What lessons have you drawn from this crisis?

In Nagoya, in 2010, the convention on biological diversity set a target of giving 17% of land protected status. Also, as part of its strategy in favor of biodiversity for 2030, presented at the end of May, the European Commission aims to convert at least 30% of the Union’s land and sea into protected areas. However, the issue also concerns lakes and rivers. Today, the river is experienced as a balcony overlooking the city, and possibly a place to cool off, especially in summer. This makes it necessary to organize public spaces, without generating additional risks. These are spaces that provide resilience to the city and make it livable despite global warming.

What is the situation of water resources in your territory as summer approaches?

In Switzerland, some watercourses are not supplied due to drought.

We experienced a major drought in early spring, which has since subsided. Yet the issue of scarcity seems far away to most people, since 90% of our water comes from Lake Geneva, which holds the largest volume of water in Europe. Regarding the discharges of the rivers, the annual mass varies little, though the distribution of volumes depending on the month is different. Is it a natural phenomenon or does it stem from human factors? Have we made too many withdrawals to satisfy economic needs (industrial, agricultural, etc.), to the point of jeopardizing the good health of our rivers for our children?

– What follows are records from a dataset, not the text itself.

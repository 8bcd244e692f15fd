//! Message codec and length-prefix frame codec.
//!
//! Messages are JSON text.  Byte-oriented links carry them in frames:
//! ```text
//! ┌────────────┬──────────────────────────┐
//! │ Length (4B)│ JSON payload (N B)       │
//! │ LE u32     │                          │
//! └────────────┴──────────────────────────┘
//! ```
//!
//! The frame decoder accumulates incoming bytes and yields complete
//! payloads.  This handles partial reads gracefully — a single read may
//! return part of the header, part of the payload, or several frames
//! concatenated.

use crate::error::TransportError;

use super::message::ChannelMessage;

/// Frame header size (4-byte little-endian length).
const HEADER_SIZE: usize = 4;

/// Default maximum payload size (protects against memory exhaustion).
pub const DEFAULT_MAX_FRAME_SIZE: usize = 1024 * 1024;

// ── JSON ─────────────────────────────────────────────────────

/// Serialise a message to its JSON text form.
pub fn encode_message(message: &ChannelMessage) -> Result<String, TransportError> {
    serde_json::to_string(message).map_err(|e| TransportError::Frame(e.to_string()))
}

/// Parse one message from JSON bytes.
pub fn decode_message(payload: &[u8]) -> Result<ChannelMessage, TransportError> {
    serde_json::from_slice(payload).map_err(|e| TransportError::Frame(e.to_string()))
}

// ── Framing ──────────────────────────────────────────────────

/// Decoder state machine.
enum DecoderState {
    /// Waiting for header bytes.
    ReadingHeader { collected: usize },
    /// Header received, reading payload.
    ReadingPayload { expected: usize },
}

/// Streaming frame decoder.
pub struct FrameDecoder {
    state: DecoderState,
    header_buf: [u8; HEADER_SIZE],
    payload_buf: Vec<u8>,
    max_frame_size: usize,
    /// Frames dropped for a zero or oversize length.
    rejected: u32,
}

impl FrameDecoder {
    pub fn new() -> Self {
        Self::with_max_frame_size(DEFAULT_MAX_FRAME_SIZE)
    }

    pub fn with_max_frame_size(max_frame_size: usize) -> Self {
        Self {
            state: DecoderState::ReadingHeader { collected: 0 },
            header_buf: [0; HEADER_SIZE],
            payload_buf: Vec::new(),
            max_frame_size,
            rejected: 0,
        }
    }

    /// Feed bytes into the decoder.
    ///
    /// Returns every frame payload completed by `data`, in order.
    pub fn feed(&mut self, data: &[u8]) -> Vec<Vec<u8>> {
        let mut frames = Vec::new();
        let mut offset = 0;

        while offset < data.len() {
            match &mut self.state {
                DecoderState::ReadingHeader { collected } => {
                    let needed = HEADER_SIZE - *collected;
                    let to_copy = needed.min(data.len() - offset);

                    self.header_buf[*collected..*collected + to_copy]
                        .copy_from_slice(&data[offset..offset + to_copy]);

                    *collected += to_copy;
                    offset += to_copy;

                    if *collected == HEADER_SIZE {
                        let expected = u32::from_le_bytes(self.header_buf) as usize;

                        if expected == 0 || expected > self.max_frame_size {
                            // Invalid frame — reset.
                            self.rejected = self.rejected.saturating_add(1);
                            self.state = DecoderState::ReadingHeader { collected: 0 };
                            continue;
                        }

                        self.payload_buf.clear();
                        self.payload_buf.reserve(expected);
                        self.state = DecoderState::ReadingPayload { expected };
                    }
                }

                DecoderState::ReadingPayload { expected } => {
                    let needed = *expected - self.payload_buf.len();
                    let to_copy = needed.min(data.len() - offset);

                    self.payload_buf
                        .extend_from_slice(&data[offset..offset + to_copy]);
                    offset += to_copy;

                    if self.payload_buf.len() == *expected {
                        self.state = DecoderState::ReadingHeader { collected: 0 };
                        frames.push(core::mem::take(&mut self.payload_buf));
                    }
                }
            }
        }

        frames
    }

    /// Reset decoder state (e.g. after the link reconnects).
    pub fn reset(&mut self) {
        self.state = DecoderState::ReadingHeader { collected: 0 };
        self.payload_buf.clear();
    }

    pub fn rejected(&self) -> u32 {
        self.rejected
    }
}

impl Default for FrameDecoder {
    fn default() -> Self {
        Self::new()
    }
}

/// Encode a payload into a length-prefixed frame.
pub fn encode_frame(payload: &[u8], max_frame_size: usize) -> Result<Vec<u8>, TransportError> {
    if payload.is_empty() || payload.len() > max_frame_size {
        return Err(TransportError::Frame(format!(
            "payload of {} bytes outside 1..={}",
            payload.len(),
            max_frame_size
        )));
    }
    let len = u32::try_from(payload.len())
        .map_err(|_| TransportError::Frame("payload exceeds u32 length".into()))?;

    let mut out = Vec::with_capacity(HEADER_SIZE + payload.len());
    out.extend_from_slice(&len.to_le_bytes());
    out.extend_from_slice(payload);
    Ok(out)
}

An observatory will have to be set up to ensure governance and organise withdrawals by actors and activities.

What are the challenges that your organization has to face?

At the moment, we observe that water is only considered in the framework of the service it provides: being available at the tap, providing leisure activities like angling and bathing, and so forth. We have to perceive water resources as a capital. Our practices should only concern the interests of the latter without impacting on the basic heritage, which should remain constant in quality and quantity.

Water is only considered in the framework of the service it provides: being available at the tap, providing leisure activities like angling and bathing, and so forth. We have to perceive water resources as a capital.

We have to better anticipate and do everything we can to preserve this capital. Right now,technologies are being developed to create a network for heating and cooling urban neighbourhoods, using the temperature of the lake water. But what will the feedback consequences of such a system be on the temperature of the water in the lake? With the CIPEL – International Commission for the Protection of Lake Geneva’s Water -, we are setting up an observatory that will establish indicators and help us to take decisions that will limit the impact on our water resources.

Furthermore, we consider that 50 tons of plastic enter the waters of Lake Geneva every year. 10% of this volume will enter the Rhone in the form of plastic microparticles, which will then be deposited in the sediments of the Camargue, the Gulf of Lion, etc. We estimate that 30% of these 50 tons of plastic come from tire dust. There is therefore a need to develop alternatives.


What impacts does climate change have on your territory?

We’re seeing changes in animal and plant populations. Apart from the case of invasive species, it remains difficult to determine whether these changes stem from normal climatic pulses or whether they can be imputed to other factors under anthropogenic influence.

Volunteers of the Association pour la Sauvegarde du Léman (ASL) remove plastic waste from the lake’ waters

Last, the Swiss Court of Auditors of Geneva has taken up the issue of drinking water resources, and is calling for cross-border planning. In the future, we must reflect on crossing and interconnecting our networks, despite the border. This raises technical, legal and financial questions. Senegal and Mauritania are experiencing it. So, Switzerland and France should also be able to set an example in this direction.